## EXERCISE PROMPT
Keep only the lines of the listing that include the word "names", and copy them.

## PROVIDED DATA
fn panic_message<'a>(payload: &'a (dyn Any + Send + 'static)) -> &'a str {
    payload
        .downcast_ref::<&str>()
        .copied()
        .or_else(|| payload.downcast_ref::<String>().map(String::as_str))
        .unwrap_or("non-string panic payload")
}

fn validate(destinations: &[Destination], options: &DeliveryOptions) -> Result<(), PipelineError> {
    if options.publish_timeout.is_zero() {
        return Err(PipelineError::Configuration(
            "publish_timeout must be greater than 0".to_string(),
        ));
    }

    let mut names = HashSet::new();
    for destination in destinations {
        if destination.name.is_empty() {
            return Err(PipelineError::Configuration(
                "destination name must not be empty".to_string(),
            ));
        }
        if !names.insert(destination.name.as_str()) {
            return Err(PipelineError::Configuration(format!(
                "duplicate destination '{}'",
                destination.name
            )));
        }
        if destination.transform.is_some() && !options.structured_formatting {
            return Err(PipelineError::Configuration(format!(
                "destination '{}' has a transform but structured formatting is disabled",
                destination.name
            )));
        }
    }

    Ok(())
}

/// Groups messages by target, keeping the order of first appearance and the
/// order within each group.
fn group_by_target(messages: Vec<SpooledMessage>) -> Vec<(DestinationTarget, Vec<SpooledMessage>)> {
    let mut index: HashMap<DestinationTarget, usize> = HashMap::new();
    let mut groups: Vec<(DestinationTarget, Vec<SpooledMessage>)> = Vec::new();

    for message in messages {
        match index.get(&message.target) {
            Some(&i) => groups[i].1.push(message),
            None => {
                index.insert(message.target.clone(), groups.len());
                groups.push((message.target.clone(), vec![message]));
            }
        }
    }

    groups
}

## RESPONSE
    let mut names = HashSet::new();
        if !names.insert(destination.name.as_str()) {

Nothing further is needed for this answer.